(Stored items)
• • •
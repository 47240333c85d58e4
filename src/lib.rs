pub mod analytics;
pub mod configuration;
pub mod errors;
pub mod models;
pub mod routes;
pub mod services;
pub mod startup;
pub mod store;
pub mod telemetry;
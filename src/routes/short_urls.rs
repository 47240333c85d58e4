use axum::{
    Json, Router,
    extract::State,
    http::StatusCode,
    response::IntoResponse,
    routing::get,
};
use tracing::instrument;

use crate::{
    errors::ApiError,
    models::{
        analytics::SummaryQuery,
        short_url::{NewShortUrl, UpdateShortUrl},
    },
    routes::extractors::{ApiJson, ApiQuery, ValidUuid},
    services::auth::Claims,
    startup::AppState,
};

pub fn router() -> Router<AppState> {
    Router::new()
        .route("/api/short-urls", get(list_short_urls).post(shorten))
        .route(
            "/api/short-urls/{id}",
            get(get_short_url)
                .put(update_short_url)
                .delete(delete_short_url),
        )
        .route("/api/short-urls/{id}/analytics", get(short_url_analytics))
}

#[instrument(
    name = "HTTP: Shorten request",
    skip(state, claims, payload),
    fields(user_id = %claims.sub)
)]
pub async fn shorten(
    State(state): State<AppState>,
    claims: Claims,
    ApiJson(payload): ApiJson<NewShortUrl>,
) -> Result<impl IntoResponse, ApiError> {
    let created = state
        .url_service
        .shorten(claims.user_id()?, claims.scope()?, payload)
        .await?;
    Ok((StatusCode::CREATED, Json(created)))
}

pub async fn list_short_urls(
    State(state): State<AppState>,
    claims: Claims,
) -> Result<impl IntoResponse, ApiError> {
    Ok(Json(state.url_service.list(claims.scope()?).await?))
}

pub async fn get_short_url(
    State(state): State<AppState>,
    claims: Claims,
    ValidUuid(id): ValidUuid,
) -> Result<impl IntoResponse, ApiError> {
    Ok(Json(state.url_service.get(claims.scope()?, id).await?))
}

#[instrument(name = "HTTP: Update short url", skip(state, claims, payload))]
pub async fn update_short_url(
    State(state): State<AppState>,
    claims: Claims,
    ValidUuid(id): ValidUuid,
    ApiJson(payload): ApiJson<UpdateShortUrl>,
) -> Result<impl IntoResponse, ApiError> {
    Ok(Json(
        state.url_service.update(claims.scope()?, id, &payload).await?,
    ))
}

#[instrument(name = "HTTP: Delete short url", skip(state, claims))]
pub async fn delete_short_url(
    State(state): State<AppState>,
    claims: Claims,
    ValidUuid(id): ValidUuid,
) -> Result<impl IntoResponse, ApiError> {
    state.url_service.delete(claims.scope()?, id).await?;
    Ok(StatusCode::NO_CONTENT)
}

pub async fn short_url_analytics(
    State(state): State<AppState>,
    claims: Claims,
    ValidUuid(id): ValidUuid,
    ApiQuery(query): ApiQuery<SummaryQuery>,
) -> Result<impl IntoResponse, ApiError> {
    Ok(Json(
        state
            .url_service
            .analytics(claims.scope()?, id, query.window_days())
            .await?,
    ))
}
• • •
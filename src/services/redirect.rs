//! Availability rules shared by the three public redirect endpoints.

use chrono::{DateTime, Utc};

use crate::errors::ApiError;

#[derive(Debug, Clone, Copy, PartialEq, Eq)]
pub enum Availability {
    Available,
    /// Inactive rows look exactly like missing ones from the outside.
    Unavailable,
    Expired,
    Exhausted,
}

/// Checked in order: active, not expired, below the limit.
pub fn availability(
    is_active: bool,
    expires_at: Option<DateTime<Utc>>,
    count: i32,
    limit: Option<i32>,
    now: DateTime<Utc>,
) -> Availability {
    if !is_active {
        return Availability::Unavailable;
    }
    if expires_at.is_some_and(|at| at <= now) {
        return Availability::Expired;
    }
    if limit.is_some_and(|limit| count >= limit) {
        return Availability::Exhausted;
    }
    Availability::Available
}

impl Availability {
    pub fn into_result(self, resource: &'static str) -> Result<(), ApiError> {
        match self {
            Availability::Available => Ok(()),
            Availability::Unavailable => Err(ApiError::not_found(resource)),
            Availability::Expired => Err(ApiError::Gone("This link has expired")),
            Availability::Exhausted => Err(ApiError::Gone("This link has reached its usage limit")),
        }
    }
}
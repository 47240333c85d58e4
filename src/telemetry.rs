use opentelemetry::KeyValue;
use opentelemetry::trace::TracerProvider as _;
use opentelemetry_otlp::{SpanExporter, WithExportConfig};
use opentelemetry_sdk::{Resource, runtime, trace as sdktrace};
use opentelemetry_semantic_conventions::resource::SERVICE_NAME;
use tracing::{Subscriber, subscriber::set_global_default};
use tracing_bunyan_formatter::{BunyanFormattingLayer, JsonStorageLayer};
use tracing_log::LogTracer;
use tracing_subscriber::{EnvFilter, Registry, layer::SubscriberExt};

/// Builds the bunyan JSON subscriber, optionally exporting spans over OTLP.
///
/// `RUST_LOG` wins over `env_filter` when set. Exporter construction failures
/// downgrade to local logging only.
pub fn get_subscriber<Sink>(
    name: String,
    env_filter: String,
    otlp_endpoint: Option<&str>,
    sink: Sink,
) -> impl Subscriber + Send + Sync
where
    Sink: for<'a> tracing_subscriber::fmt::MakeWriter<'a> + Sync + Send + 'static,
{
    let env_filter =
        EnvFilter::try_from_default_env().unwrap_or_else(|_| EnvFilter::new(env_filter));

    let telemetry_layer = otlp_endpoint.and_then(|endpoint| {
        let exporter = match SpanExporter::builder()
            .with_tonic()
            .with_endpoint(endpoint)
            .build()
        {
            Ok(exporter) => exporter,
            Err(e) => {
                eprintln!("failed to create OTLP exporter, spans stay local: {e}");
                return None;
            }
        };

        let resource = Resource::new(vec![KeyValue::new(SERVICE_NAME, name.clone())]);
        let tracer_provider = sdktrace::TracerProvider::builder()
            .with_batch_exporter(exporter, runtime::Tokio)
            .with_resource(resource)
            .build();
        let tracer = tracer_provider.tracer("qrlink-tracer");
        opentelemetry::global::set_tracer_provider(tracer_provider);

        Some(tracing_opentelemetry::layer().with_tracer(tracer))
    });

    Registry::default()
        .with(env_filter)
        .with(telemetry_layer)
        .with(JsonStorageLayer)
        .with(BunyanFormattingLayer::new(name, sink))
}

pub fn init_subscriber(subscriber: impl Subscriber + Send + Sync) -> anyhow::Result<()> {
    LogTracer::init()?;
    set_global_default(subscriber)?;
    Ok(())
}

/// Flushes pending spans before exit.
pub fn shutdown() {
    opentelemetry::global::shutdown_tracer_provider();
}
• • •
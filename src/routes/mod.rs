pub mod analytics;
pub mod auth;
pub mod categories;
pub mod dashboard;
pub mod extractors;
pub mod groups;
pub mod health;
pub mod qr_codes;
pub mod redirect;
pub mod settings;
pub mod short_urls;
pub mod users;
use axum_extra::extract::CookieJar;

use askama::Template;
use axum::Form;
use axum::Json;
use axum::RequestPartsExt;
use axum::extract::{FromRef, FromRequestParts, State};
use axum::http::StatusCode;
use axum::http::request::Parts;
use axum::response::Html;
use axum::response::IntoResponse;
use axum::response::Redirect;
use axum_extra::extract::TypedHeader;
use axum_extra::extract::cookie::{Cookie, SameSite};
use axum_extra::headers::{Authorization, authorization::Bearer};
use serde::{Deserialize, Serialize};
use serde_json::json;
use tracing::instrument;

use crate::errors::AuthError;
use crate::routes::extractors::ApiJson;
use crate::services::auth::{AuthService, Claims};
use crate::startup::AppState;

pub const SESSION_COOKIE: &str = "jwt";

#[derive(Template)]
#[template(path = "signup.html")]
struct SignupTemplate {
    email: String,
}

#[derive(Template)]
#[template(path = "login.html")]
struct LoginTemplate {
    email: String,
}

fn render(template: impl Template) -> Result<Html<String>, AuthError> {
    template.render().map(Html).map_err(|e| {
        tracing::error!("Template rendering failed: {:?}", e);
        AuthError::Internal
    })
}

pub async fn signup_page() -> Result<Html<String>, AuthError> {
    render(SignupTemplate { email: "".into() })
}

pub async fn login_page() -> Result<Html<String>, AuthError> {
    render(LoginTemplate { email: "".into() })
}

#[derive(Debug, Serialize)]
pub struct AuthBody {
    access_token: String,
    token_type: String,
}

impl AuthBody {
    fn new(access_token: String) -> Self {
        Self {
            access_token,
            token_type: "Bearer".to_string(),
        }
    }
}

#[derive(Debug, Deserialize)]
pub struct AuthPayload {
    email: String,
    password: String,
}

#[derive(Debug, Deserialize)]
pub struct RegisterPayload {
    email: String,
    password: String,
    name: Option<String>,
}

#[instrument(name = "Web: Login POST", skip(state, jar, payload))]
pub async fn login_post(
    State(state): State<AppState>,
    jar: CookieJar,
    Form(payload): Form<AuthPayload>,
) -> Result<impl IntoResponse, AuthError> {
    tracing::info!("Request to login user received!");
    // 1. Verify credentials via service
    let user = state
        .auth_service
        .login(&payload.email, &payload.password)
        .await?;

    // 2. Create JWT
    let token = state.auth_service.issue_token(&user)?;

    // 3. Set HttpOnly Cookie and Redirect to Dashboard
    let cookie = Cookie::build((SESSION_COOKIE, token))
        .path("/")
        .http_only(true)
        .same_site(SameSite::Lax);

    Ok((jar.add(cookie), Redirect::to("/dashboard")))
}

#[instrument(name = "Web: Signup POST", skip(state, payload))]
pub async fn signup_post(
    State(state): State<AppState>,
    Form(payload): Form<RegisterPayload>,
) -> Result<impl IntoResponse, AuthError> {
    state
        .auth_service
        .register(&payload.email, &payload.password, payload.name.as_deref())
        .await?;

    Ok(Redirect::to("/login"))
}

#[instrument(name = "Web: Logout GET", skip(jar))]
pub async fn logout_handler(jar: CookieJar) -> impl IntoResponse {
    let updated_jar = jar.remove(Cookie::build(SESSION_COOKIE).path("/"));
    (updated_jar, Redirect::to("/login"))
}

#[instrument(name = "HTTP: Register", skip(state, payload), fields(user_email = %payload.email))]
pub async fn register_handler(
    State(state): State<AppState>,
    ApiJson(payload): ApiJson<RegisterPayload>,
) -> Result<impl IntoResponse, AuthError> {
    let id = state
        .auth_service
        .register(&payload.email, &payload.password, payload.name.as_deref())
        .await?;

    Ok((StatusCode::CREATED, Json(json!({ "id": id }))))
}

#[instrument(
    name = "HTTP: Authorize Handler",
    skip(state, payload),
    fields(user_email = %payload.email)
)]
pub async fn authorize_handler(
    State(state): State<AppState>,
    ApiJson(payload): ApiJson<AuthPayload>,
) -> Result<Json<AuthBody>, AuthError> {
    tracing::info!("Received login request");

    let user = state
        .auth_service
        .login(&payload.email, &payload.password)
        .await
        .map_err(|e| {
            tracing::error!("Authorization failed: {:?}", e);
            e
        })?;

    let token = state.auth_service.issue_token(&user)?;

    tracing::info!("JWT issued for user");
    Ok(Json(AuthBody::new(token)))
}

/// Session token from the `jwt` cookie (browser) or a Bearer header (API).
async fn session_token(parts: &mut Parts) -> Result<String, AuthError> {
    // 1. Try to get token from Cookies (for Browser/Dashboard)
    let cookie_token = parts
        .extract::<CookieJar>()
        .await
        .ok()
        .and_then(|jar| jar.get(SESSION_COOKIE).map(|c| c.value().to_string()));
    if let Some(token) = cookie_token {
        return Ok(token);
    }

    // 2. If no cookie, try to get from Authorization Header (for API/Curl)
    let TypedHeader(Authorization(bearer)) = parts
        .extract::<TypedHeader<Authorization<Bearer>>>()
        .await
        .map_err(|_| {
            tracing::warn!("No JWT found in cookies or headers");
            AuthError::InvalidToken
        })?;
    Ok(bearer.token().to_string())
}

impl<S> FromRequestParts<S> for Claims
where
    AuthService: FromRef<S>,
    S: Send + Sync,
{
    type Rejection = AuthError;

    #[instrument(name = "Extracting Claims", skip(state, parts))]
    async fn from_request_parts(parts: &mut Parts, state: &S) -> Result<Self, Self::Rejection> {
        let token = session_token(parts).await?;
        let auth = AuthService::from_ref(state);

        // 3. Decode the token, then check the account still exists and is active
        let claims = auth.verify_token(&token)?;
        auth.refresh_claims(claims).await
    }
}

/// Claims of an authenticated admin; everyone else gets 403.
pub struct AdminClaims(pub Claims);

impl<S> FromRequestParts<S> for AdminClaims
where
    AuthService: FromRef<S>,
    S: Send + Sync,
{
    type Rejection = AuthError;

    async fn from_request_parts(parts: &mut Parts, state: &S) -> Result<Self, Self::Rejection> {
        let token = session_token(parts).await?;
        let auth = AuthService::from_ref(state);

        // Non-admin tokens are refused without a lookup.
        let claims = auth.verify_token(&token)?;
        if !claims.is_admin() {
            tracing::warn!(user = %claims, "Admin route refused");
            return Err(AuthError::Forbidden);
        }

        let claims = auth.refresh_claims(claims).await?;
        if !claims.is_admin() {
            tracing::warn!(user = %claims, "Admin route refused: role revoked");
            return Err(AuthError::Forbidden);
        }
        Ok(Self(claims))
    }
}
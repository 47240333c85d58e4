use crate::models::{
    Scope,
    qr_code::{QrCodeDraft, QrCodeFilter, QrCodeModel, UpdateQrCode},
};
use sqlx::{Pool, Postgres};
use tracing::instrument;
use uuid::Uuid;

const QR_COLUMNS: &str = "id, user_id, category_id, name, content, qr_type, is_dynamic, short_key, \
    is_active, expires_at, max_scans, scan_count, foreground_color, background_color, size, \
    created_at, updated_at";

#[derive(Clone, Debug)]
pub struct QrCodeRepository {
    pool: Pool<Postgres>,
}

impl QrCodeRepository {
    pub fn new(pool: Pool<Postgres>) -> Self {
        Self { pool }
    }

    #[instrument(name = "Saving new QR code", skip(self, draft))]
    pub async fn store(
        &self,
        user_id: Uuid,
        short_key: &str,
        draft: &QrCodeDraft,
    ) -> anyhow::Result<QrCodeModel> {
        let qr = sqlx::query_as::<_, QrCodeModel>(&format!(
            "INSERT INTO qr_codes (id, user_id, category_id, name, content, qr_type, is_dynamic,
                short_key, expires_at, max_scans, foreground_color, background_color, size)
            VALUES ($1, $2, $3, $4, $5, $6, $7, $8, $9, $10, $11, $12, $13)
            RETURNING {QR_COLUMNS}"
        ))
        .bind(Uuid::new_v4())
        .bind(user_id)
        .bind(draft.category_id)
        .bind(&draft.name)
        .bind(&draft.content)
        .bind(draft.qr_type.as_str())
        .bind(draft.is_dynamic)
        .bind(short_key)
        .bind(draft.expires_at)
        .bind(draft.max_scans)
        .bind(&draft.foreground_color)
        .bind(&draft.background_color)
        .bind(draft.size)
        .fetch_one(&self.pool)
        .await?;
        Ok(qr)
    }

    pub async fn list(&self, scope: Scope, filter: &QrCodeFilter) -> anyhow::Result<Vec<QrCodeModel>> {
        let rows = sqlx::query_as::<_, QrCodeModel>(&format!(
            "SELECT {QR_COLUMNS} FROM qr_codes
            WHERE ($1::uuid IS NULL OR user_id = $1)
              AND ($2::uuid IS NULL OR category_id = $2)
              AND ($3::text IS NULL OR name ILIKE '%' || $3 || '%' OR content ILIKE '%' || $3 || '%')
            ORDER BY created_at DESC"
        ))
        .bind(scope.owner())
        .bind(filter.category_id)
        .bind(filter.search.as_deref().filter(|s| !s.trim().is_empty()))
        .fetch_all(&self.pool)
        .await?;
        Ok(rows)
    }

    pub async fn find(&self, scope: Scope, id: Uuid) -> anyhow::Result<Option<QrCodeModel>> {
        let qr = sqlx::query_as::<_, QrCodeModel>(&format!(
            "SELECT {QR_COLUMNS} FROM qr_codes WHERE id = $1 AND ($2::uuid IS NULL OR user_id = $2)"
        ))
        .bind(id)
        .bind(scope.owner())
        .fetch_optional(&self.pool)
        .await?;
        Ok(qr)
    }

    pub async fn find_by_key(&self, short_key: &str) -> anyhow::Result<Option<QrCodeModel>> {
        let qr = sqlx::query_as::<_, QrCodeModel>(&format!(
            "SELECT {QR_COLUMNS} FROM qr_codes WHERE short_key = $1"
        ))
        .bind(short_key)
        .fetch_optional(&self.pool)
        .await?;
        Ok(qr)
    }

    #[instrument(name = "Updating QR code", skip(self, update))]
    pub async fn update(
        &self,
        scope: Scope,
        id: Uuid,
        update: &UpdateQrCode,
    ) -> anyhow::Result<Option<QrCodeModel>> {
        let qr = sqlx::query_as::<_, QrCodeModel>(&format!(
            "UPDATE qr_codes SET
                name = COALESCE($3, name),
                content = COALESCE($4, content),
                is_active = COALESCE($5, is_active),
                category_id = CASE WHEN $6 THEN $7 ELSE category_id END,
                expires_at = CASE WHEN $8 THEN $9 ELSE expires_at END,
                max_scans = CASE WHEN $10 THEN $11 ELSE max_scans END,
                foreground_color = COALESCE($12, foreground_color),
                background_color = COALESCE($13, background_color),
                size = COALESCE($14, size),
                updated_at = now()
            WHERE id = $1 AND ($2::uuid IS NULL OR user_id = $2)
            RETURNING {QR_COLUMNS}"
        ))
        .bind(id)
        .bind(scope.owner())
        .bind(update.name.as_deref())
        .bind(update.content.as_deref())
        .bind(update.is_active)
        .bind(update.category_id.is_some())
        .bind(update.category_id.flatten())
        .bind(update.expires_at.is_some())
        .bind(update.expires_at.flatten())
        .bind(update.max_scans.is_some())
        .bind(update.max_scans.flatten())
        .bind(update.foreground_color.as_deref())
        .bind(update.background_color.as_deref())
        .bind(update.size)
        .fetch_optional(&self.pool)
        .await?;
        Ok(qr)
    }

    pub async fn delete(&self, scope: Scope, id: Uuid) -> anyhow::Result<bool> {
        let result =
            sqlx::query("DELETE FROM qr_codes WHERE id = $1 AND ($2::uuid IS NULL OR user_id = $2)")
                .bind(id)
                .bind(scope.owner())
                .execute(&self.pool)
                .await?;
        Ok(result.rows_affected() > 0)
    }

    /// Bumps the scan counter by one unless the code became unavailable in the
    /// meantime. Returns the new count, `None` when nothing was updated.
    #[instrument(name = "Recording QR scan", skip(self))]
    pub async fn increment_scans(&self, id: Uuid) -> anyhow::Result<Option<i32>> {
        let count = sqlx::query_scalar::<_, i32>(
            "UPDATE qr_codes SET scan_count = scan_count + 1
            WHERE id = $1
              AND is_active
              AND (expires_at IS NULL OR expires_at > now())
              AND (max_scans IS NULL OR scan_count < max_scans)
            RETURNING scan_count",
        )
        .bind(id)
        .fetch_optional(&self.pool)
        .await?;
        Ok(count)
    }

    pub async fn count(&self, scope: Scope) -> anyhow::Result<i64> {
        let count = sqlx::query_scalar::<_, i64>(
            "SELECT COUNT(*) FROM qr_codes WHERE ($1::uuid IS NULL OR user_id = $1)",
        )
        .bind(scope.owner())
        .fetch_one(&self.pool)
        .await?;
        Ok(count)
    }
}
• • •
WHAT YOU HAVE TO DO:
In the entries above, some lines hold the string "derive". Copy each of them.

TASK OUTPUT:
#[derive(Debug, Clone, Copy, PartialEq, Eq)]
#[derive(Template)]
#[derive(Template)]
#[derive(Debug, Serialize)]
#[derive(Debug, Deserialize)]
#[derive(Debug, Deserialize)]
#[derive(Clone, Debug)]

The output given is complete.